Colburn and Aldern note that some urban areas with very high rates of poverty (Detroit, Miami-Dade County, Philadelphia) have among the lowest homelessness rates in the country, and some places with relatively low poverty rates (Santa Clara County, San Francisco, Boston) have relatively high rates of homelessness. The same pattern holds for unemployment rates: “Homelessness is abundant,” the authors write, “only in areas with robust labor markets and low rates of unemployment—booming coastal cities.”

Why is this so? Because these “superstar cities,” as economists call them, draw an abundance of knowledge workers. These highly paid workers require various services, which in turn create demand for an array of additional workers, including taxi drivers, lawyers and paralegals, doctors and nurses, and day-care staffers. These workers fuel an economic-growth machine—and they all need homes to live in. In a well-functioning market, rising demand for something just means that suppliers will make more of it. But housing markets have been broken by a policy agenda that seeks to reap the gains of a thriving regional economy while failing to build the infrastructure—housing—necessary to support the people who make that economy go. The results of these policies are rising housing prices and rents, and skyrocketing homelessness.

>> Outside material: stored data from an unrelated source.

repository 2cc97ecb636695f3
//! Data access port trait.

use crate::domain::error::SectorcapError;
use crate::domain::record::MarketData;

/// Source of the sector market-cap table. Loaded once per process.
pub trait DataPort {
    fn load(&self) -> Result<MarketData, SectorcapError>;

    /// Human-readable name of the source for log lines.
    fn describe(&self) -> String;
}
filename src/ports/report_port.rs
//! Report rendering port trait.

use crate::domain::error::SectorcapError;
use crate::domain::view::{Selection, View};

/// Turns a computed view into a document.
pub trait ReportPort {
    fn render(&self, view: &View, selection: &Selection) -> Result<String, SectorcapError>;

    /// Render and write to `output_path`, creating parent directories.
    fn write(
        &self,
        view: &View,
        selection: &Selection,
        output_path: &std::path::Path,
    ) -> Result<(), SectorcapError> {
        let document = self.render(view, selection)?;
        if let Some(parent) = output_path.parent().filter(|p| !p.as_os_str().is_empty()) {
            std::fs::create_dir_all(parent)?;
        }
        std::fs::write(output_path, document)?;
        Ok(())
    }
}
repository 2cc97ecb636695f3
//! HTML templates using Askama.

use askama::Template;

use crate::adapters::html_report_adapter::{html_sections, HtmlSection};
use crate::adapters::layout::selection_summary;
use crate::domain::period::PeriodUnit;
use crate::domain::record::MarketData;
use crate::domain::view::{Page, Selection, View};

/// One `<option>` of a dashboard select box.
pub struct ChoiceOption {
    pub value: &'static str,
    pub label: &'static str,
    pub selected: bool,
}

fn unit_label(unit: PeriodUnit) -> &'static str {
    match unit {
        PeriodUnit::Year => "Year",
        PeriodUnit::Month => "Month",
        PeriodUnit::Week => "Week",
        PeriodUnit::Day => "Day",
    }
}

#[derive(Template)]
#[template(path = "dashboard.html")]
pub struct DashboardTemplate<'a> {
    pub periods: Vec<ChoiceOption>,
    pub pages: Vec<ChoiceOption>,
    pub start: String,
    pub end: String,
    pub min_date: String,
    pub max_date: String,
    pub title: &'a str,
    pub summary: String,
    pub sections: Vec<HtmlSection>,
}

impl<'a> DashboardTemplate<'a> {
    pub fn new(data: &MarketData, view: &View, selection: &'a Selection) -> Self {
        let (min_date, max_date) = data
            .date_bounds()
            .map(|(lo, hi)| (lo.to_string(), hi.to_string()))
            .unwrap_or_default();
        Self {
            periods: PeriodUnit::ALL
                .iter()
                .map(|&unit| ChoiceOption {
                    value: unit.as_str(),
                    label: unit_label(unit),
                    selected: unit == selection.unit,
                })
                .collect(),
            pages: Page::ALL
                .iter()
                .map(|&page| ChoiceOption {
                    value: page.as_str(),
                    label: page.title(),
                    selected: page == selection.page,
                })
                .collect(),
            start: selection.range.start.to_string(),
            end: selection.range.end.to_string(),
            min_date,
            max_date,
            title: selection.page.title(),
            summary: selection_summary(selection),
            sections: html_sections(view),
        }
    }
}

#[derive(Template)]
#[template(path = "error.html")]
pub struct ErrorTemplate<'a> {
    pub message: &'a str,
    pub status: u16,
}

/// Error block swapped into the dashboard's content area.
#[derive(Template)]
#[template(path = "error_fragment.html")]
pub struct ErrorFragmentTemplate<'a> {
    pub message: &'a str,
    pub status: u16,
}
//! HTML report adapter implementing ReportPort.
//!
//! Generates standalone HTML pages using Askama templates with inline SVG
//! charts. The same section markup is reused by the web dashboard.

use askama::Template;

use crate::adapters::chart_svg::generate_line_chart_svg;
use crate::adapters::layout::{sections, selection_summary, SectionBody, TableModel};
use crate::domain::error::SectorcapError;
use crate::domain::view::{Selection, View};
use crate::ports::report_port::ReportPort;

/// A layout section flattened for the templates: `kind` is one of
/// `table`, `chart` or `warning` and only the matching field is filled.
pub struct HtmlSection {
    pub heading: String,
    pub kind: &'static str,
    pub table: TableModel,
    pub svg: String,
    pub warning: String,
}

pub fn html_sections(view: &View) -> Vec<HtmlSection> {
    sections(view)
        .into_iter()
        .map(|section| {
            let mut html = HtmlSection {
                heading: section.heading,
                kind: "warning",
                table: TableModel::default(),
                svg: String::new(),
                warning: String::new(),
            };
            match section.body {
                SectionBody::Table(table) => {
                    html.kind = "table";
                    html.table = table;
                }
                SectionBody::Chart(ts) => {
                    let svg = generate_line_chart_svg(&ts);
                    if svg.is_empty() {
                        html.warning = "Nothing to plot.".to_string();
                    } else {
                        html.kind = "chart";
                        html.svg = svg;
                    }
                }
                SectionBody::Warning(message) => html.warning = message,
            }
            html
        })
        .collect()
}

#[derive(Template)]
#[template(path = "report.html")]
struct ReportTemplate<'a> {
    title: &'a str,
    summary: String,
    sections: Vec<HtmlSection>,
}

#[derive(Template)]
#[template(path = "fragment.html")]
pub struct FragmentTemplate<'a> {
    pub title: &'a str,
    pub summary: String,
    pub sections: Vec<HtmlSection>,
}

impl<'a> FragmentTemplate<'a> {
    pub fn new(view: &View, selection: &'a Selection) -> Self {
        Self {
            title: selection.page.title(),
            summary: selection_summary(selection),
            sections: html_sections(view),
        }
    }
}

pub(crate) fn render_error(e: askama::Error) -> SectorcapError {
    SectorcapError::Render {
        reason: e.to_string(),
    }
}

/// Body of the dashboard's content area for one view.
pub fn render_fragment(view: &View, selection: &Selection) -> Result<String, SectorcapError> {
    FragmentTemplate::new(view, selection)
        .render()
        .map_err(render_error)
}

pub struct HtmlReportAdapter;

impl HtmlReportAdapter {
    pub fn new() -> Self {
        Self
    }
}

impl Default for HtmlReportAdapter {
    fn default() -> Self {
        Self::new()
    }
}

impl ReportPort for HtmlReportAdapter {
    fn render(&self, view: &View, selection: &Selection) -> Result<String, SectorcapError> {
        let template = ReportTemplate {
            title: view.page().title(),
            summary: selection_summary(selection),
            sections: html_sections(view),
        };
        template.render().map_err(render_error)
    }
}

It’s not surprising that people wrongly believe the fundamental causes of the homelessness crisis are mental-health problems and drug addiction. Our most memorable encounters with homeless people tend to be with those for whom mental-health issues or drug abuse are evident; you may not notice the family crashing in a motel, but you will remember someone experiencing a mental-health crisis on the subway.

If mental-health issues or drug abuse were major drivers of homelessness, then places with higher rates of these problems would see higher rates of homelessness. They don’t. Utah, Alabama, Colorado, Kentucky, West Virginia, Vermont, Delaware, and Wisconsin have some of the highest rates of mental illness in the country, but relatively modest homelessness levels. What prevents at-risk people in these states from falling into homelessness at high rates is simple: They have more affordable-housing options.

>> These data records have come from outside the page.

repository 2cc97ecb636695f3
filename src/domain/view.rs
//! Page selection and the view models each page renders.
//!
//! Every view is recomputed from scratch from the loaded [`MarketData`] and
//! the current [`Selection`]; nothing is cached between renders.

use chrono::NaiveDate;
use std::fmt;
use std::str::FromStr;

use super::aggregate::{aggregate, AggregatedRow};
use super::error::SectorcapError;
use super::period::{LabelStyle, PeriodUnit};
use super::range::{filter_range, DateRange};
use super::record::{MarketData, Record};
use super::timeseries::{build_time_series, TimeSeries, DISPLAY_DIVISOR};
use super::volatility::{end_to_end, incremental, top_growth, IncrementalTable, SectorChange};

pub const NO_DATA_MESSAGE: &str = "No data in the selected period.";
pub const DEFAULT_TOP_N: usize = 5;

#[derive(Debug, Clone, Copy, PartialEq, Eq)]
pub enum Page {
    RawData,
    Volatility,
    TopGrowth,
}

impl Page {
    pub const ALL: [Page; 3] = [Page::RawData, Page::Volatility, Page::TopGrowth];

    pub fn as_str(&self) -> &'static str {
        match self {
            Page::RawData => "raw",
            Page::Volatility => "volatility",
            Page::TopGrowth => "top",
        }
    }

    pub fn title(&self) -> &'static str {
        match self {
            Page::RawData => "Raw Data",
            Page::Volatility => "Volatility",
            Page::TopGrowth => "Top Growth Sectors",
        }
    }
}

impl fmt::Display for Page {
    fn fmt(&self, f: &mut fmt::Formatter<'_>) -> fmt::Result {
        f.write_str(self.as_str())
    }
}

impl FromStr for Page {
    type Err = SectorcapError;

    fn from_str(s: &str) -> Result<Self, Self::Err> {
        match s.trim().to_lowercase().as_str() {
            "raw" | "raw-data" | "1" => Ok(Page::RawData),
            "volatility" | "vol" | "2" => Ok(Page::Volatility),
            "top" | "top-growth" | "3" => Ok(Page::TopGrowth),
            other => Err(SectorcapError::selection(
                "page",
                format!("unknown page '{other}' (expected raw, volatility or top)"),
            )),
        }
    }
}

/// Everything the user picked for one render.
#[derive(Debug, Clone, Copy, PartialEq)]
pub struct Selection {
    pub unit: PeriodUnit,
    pub range: DateRange,
    pub page: Page,
}

impl Selection {
    /// Build a selection from raw user input. Blank values fall back to
    /// defaults: yearly buckets, the raw-data page and the dataset's full
    /// date range.
    pub fn parse(
        data: &MarketData,
        unit: Option<&str>,
        start: Option<&str>,
        end: Option<&str>,
        page: Option<&str>,
    ) -> Result<Self, SectorcapError> {
        let unit = match non_blank(unit) {
            Some(s) => s.parse()?,
            None => PeriodUnit::Year,
        };
        let page = match non_blank(page) {
            Some(s) => s.parse()?,
            None => Page::RawData,
        };
        let start = non_blank(start).map(|s| parse_date("start", s)).transpose()?;
        let end = non_blank(end).map(|s| parse_date("end", s)).transpose()?;
        let range = DateRange::resolve(data, start, end).ok_or_else(|| {
            SectorcapError::selection("range", "dataset has no dated rows; give both start and end")
        })?;
        Ok(Self { unit, range, page })
    }
}

fn non_blank(value: Option<&str>) -> Option<&str> {
    value.map(str::trim).filter(|s| !s.is_empty())
}

fn parse_date(field: &str, value: &str) -> Result<NaiveDate, SectorcapError> {
    NaiveDate::parse_from_str(value, "%Y-%m-%d")
        .map_err(|_| SectorcapError::selection(field, format!("'{value}' is not a YYYY-MM-DD date")))
}

/// Display settings that come from configuration.
#[derive(Debug, Clone, Copy, PartialEq)]
pub struct ViewOptions {
    pub divisor: f64,
    pub top_n: usize,
}

impl Default for ViewOptions {
    fn default() -> Self {
        Self {
            divisor: DISPLAY_DIVISOR,
            top_n: DEFAULT_TOP_N,
        }
    }
}

#[derive(Debug, Clone, PartialEq)]
pub struct RawRow {
    pub period: String,
    pub sector: String,
    /// Market cap in display units, rounded half to even.
    pub market_cap: i64,
}

#[derive(Debug, Clone, PartialEq, Default)]
pub struct RawTable {
    pub rows: Vec<RawRow>,
}

impl RawTable {
    pub const HEADERS: [&'static str; 3] = ["Period", "Sector", "Market Cap (100M)"];
}

#[derive(Debug, Clone, PartialEq)]
pub struct VolatilityView {
    pub end_to_end: Vec<SectorChange>,
    pub incremental: IncrementalTable,
    pub chart: TimeSeries,
}

#[derive(Debug, Clone, PartialEq)]
pub struct TopGrowthView {
    pub top: Vec<SectorChange>,
    pub chart: TimeSeries,
}

#[derive(Debug, Clone, PartialEq)]
pub enum View {
    RawData(RawTable),
    Volatility(VolatilityView),
    TopGrowth(TopGrowthView),
    /// Volatility or top-growth page over an empty selection.
    NoData(Page),
}

impl View {
    pub fn page(&self) -> Page {
        match self {
            View::RawData(_) => Page::RawData,
            View::Volatility(_) => Page::Volatility,
            View::TopGrowth(_) => Page::TopGrowth,
            View::NoData(page) => *page,
        }
    }
}

fn raw_table(rows: &[AggregatedRow], divisor: f64) -> RawTable {
    RawTable {
        rows: rows
            .iter()
            .map(|r| RawRow {
                period: r.period.label(LabelStyle::Table),
                sector: r.sector.clone(),
                market_cap: (r.market_cap / divisor).round_ties_even() as i64,
            })
            .collect(),
    }
}

/// Compute the view for `selection` over `data`.
pub fn build_view(data: &MarketData, selection: &Selection, options: &ViewOptions) -> View {
    let filtered: Vec<&Record> = filter_range(data, &selection.range);
    let rows = aggregate(&filtered, selection.unit);

    tracing::debug!(
        unit = %selection.unit,
        page = %selection.page,
        start = %selection.range.start,
        end = %selection.range.end,
        records = filtered.len(),
        groups = rows.len(),
        "building view"
    );

    match selection.page {
        Page::RawData => View::RawData(raw_table(&rows, options.divisor)),
        Page::Volatility if rows.is_empty() => View::NoData(Page::Volatility),
        Page::Volatility => View::Volatility(VolatilityView {
            end_to_end: end_to_end(&rows),
            incremental: incremental(&rows),
            chart: build_time_series(&filtered, selection.unit, options.divisor, None),
        }),
        Page::TopGrowth if rows.is_empty() => View::NoData(Page::TopGrowth),
        Page::TopGrowth => {
            let ranked = end_to_end(&rows);
            let top = top_growth(&ranked, options.top_n).to_vec();
            let names: Vec<String> = top.iter().map(|c| c.sector.clone()).collect();
            View::TopGrowth(TopGrowthView {
                chart: build_time_series(&filtered, selection.unit, options.divisor, Some(&names)),
                top,
            })
        }
    }
}
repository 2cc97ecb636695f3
//! Port traits the domain depends on.

pub mod config_port;
pub mod data_port;
pub mod report_port;
//! Plain-text report for the terminal.
//!
//! Tables are column-aligned; charts are printed as their underlying
//! period × sector pivot.

use crate::adapters::layout::{sections, selection_summary, SectionBody, TableModel};
use crate::domain::error::SectorcapError;
use crate::domain::timeseries::TimeSeries;
use crate::domain::view::{Selection, View};
use crate::ports::report_port::ReportPort;
use tabled::builder::Builder;
use tabled::settings::object::Columns;
use tabled::settings::{Alignment, Padding, Style};

pub struct TextReport;

impl TextReport {
    pub fn new() -> Self {
        Self
    }
}

impl Default for TextReport {
    fn default() -> Self {
        Self::new()
    }
}

/// Render `table` as space-separated columns, numbers right-aligned.
///
/// Widths are measured in terminal columns, so Hangul sector names line up.
pub fn format_table(table: &TableModel) -> String {
    let mut builder = Builder::default();
    builder.push_record(table.headers.iter().cloned());
    for row in &table.rows {
        builder.push_record(row.iter().cloned());
    }

    let mut rendered = builder.build();
    rendered.with(Style::empty()).with(Padding::new(0, 2, 0, 0));
    for (col, _) in table.numeric.iter().enumerate().filter(|(_, numeric)| **numeric) {
        rendered.modify(Columns::single(col), Alignment::right());
    }

    let mut out = String::new();
    for line in rendered.to_string().lines() {
        out.push_str(line.trim_end());
        out.push('\n');
    }
    out
}

fn chart_as_table(ts: &TimeSeries) -> TableModel {
    let mut headers = vec!["Period".to_string()];
    headers.extend(ts.series.iter().map(|s| s.sector.clone()));
    let rows = ts
        .index
        .iter()
        .enumerate()
        .map(|(i, label)| {
            let mut row = vec![label.clone()];
            row.extend(
                ts.series
                    .iter()
                    .map(|s| s.values[i].map(|v| format!("{:.1}", v)).unwrap_or_default()),
            );
            row
        })
        .collect();
    let mut numeric = vec![false];
    numeric.resize(headers.len(), true);
    TableModel {
        headers,
        rows,
        numeric,
    }
}

impl ReportPort for TextReport {
    fn render(&self, view: &View, selection: &Selection) -> Result<String, SectorcapError> {
        let mut out = String::new();
        let title = view.page().title();
        out.push_str(&format!("{}\n{}\n", title, "=".repeat(title.chars().count())));
        out.push_str(&format!("{}\n", selection_summary(selection)));

        for section in sections(view) {
            out.push('\n');
            out.push_str(&format!(
                "{}\n{}\n",
                section.heading,
                "-".repeat(section.heading.chars().count())
            ));
            match &section.body {
                SectionBody::Table(table) => out.push_str(&format_table(table)),
                SectionBody::Chart(ts) => out.push_str(&format_table(&chart_as_table(ts))),
                SectionBody::Warning(message) => out.push_str(&format!("warning: {message}\n")),
            }
        }
        Ok(out)
    }
}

With similar reasoning, we can reject the idea that climate explains varying rates of homelessness. If warm weather attracted homeless people in large numbers, Seattle; Portland, Oregon; New York City; and Boston would not have such high rates of homelessness and cities in southern states like Florida, Georgia, Alabama, and Mississippi such low ones. (There is a connection between unsheltered homelessness and temperature, but it’s not clear which way the causal arrow goes: The East Coast and the Midwest have a lot more shelter capacity than the West Coast, which keeps homeless people more out of view.)

Homelessness is best understood as a “flow” problem, not a “stock” problem. Not that many Americans are chronically homeless—the problem, rather, is the millions of people who are precariously situated on the cliff of financial stability, people for whom a divorce, a lost job, a fight with a roommate, or a medical event can result in homelessness. According to the Los Angeles Homeless Services Authority, roughly 207 people get rehoused daily across the county—but 227 get pushed into homelessness. The crisis is driven by a constant flow of people losing their housing.

The homelessness crisis is most acute in places with very low vacancy rates, and where even “low income” housing is still very expensive. A study led by an economist at Zillow shows that when a growing number of people are forced to spend 30 percent or more of their income on rent, homelessness spikes.

Few Republican-dominated states have had to deal with severe homelessness crises, mainly because superstar cities are concentrated in Democratic states. Some blame profligate welfare programs for blue-city homelessness, claiming that people are moving from other states to take advantage of coastal largesse. But the available evidence points in the opposite direction—in 2022, just 17 percent of homeless people reported that they’d lived in San Francisco for less than one year, according to city officials. Gregg Colburn and Clayton Aldern found essentially no relationship between places with more generous welfare programs and rates of homelessness. And abundant other research indicates that social-welfare programs reduce homelessness. Consider, too, that some people move to superstar cities in search of gainful employment and then find themselves unable to keep up with the cost of living—not a phenomenon that can be blamed on welfare policies.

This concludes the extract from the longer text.